Your instructions:
Check the listing below for lines that hold "snapshot". How many are there? Please give only the number.

Listed entries:

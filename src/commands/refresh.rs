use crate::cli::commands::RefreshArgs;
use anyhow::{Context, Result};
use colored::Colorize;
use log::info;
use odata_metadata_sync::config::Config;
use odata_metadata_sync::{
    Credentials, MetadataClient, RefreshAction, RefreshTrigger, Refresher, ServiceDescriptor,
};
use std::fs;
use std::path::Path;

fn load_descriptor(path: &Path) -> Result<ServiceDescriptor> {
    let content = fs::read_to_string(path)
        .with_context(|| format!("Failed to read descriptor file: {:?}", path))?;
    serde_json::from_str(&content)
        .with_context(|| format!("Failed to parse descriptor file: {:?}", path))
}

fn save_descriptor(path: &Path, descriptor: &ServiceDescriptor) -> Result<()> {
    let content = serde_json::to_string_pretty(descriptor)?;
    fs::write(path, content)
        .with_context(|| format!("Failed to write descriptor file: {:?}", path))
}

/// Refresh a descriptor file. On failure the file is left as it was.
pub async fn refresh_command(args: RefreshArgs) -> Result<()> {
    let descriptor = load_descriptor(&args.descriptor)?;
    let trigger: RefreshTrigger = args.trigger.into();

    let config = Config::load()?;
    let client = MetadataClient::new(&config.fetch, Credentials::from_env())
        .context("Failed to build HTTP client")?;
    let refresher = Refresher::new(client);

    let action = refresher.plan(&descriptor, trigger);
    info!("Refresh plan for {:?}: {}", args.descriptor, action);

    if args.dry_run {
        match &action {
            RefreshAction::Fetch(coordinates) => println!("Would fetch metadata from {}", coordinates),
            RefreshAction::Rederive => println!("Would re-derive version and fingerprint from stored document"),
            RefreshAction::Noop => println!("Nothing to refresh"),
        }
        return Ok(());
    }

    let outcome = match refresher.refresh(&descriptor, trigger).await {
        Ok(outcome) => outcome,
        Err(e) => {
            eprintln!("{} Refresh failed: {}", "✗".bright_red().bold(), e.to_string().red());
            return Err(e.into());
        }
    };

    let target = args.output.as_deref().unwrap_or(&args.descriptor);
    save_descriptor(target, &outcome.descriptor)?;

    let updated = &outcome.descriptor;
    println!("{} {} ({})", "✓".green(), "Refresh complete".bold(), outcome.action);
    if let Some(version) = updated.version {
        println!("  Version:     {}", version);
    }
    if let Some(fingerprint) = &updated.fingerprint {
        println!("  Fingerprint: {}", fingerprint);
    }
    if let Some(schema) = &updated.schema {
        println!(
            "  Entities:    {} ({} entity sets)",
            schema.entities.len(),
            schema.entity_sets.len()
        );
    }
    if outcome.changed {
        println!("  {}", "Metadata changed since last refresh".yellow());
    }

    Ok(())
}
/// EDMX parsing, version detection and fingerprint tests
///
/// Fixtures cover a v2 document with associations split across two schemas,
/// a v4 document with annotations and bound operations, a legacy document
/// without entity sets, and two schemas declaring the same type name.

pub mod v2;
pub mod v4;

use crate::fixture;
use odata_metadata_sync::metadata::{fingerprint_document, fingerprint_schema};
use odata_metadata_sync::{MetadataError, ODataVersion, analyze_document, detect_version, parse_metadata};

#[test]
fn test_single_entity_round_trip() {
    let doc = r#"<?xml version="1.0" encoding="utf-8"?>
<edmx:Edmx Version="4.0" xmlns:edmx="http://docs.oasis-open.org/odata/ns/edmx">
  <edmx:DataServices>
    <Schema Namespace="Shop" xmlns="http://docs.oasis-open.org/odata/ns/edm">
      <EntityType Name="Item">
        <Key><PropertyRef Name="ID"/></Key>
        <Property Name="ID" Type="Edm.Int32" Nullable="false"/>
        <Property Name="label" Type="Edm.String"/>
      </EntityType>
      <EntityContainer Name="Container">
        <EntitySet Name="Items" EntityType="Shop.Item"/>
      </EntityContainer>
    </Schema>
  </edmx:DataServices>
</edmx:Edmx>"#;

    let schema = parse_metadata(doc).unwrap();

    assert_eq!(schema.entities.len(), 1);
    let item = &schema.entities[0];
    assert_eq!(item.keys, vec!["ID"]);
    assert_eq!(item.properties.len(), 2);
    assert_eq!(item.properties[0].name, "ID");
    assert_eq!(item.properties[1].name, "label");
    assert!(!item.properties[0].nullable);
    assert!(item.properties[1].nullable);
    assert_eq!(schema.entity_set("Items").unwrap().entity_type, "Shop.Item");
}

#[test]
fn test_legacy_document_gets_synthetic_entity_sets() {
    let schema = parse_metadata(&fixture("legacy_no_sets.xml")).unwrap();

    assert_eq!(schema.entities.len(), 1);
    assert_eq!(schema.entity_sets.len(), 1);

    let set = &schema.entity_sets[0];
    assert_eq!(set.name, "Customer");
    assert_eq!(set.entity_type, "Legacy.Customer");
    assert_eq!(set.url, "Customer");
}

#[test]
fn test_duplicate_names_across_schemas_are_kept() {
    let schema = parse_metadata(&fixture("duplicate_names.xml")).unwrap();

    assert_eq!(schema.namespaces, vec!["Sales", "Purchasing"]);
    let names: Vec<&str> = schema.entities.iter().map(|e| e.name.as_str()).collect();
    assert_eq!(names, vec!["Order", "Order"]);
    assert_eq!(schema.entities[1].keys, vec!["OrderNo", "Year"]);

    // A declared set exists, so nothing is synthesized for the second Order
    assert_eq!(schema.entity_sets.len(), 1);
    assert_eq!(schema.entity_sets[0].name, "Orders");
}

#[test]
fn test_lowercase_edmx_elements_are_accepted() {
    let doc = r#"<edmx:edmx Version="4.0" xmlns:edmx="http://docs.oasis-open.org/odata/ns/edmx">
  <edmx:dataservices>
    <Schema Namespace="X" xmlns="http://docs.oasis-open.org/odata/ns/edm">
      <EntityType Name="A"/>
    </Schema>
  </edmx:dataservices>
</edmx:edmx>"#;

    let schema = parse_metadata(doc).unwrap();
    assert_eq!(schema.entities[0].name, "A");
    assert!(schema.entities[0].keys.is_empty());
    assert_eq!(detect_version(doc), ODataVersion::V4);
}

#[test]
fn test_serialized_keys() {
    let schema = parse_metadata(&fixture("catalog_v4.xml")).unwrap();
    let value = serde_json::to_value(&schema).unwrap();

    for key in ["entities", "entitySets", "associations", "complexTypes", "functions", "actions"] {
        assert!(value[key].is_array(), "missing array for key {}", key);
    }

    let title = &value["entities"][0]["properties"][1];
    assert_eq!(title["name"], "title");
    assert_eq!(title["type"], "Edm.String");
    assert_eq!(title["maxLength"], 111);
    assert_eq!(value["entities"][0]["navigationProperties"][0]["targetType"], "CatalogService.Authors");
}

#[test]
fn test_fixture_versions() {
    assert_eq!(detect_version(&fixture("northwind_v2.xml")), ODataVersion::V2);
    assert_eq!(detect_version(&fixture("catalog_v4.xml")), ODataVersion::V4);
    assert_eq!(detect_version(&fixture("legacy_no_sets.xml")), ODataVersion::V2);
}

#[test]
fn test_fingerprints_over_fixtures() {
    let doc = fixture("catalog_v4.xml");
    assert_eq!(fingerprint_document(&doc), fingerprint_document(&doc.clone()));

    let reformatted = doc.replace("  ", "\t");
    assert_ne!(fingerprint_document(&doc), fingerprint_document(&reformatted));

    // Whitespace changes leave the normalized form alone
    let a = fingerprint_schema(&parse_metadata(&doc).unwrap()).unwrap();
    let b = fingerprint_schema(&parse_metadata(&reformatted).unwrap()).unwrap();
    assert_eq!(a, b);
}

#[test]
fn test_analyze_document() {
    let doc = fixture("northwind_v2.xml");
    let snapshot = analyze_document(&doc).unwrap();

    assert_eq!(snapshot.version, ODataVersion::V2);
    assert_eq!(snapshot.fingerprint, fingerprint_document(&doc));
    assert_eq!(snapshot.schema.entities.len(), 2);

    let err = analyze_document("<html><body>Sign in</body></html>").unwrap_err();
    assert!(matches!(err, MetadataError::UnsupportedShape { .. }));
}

Written solution:
4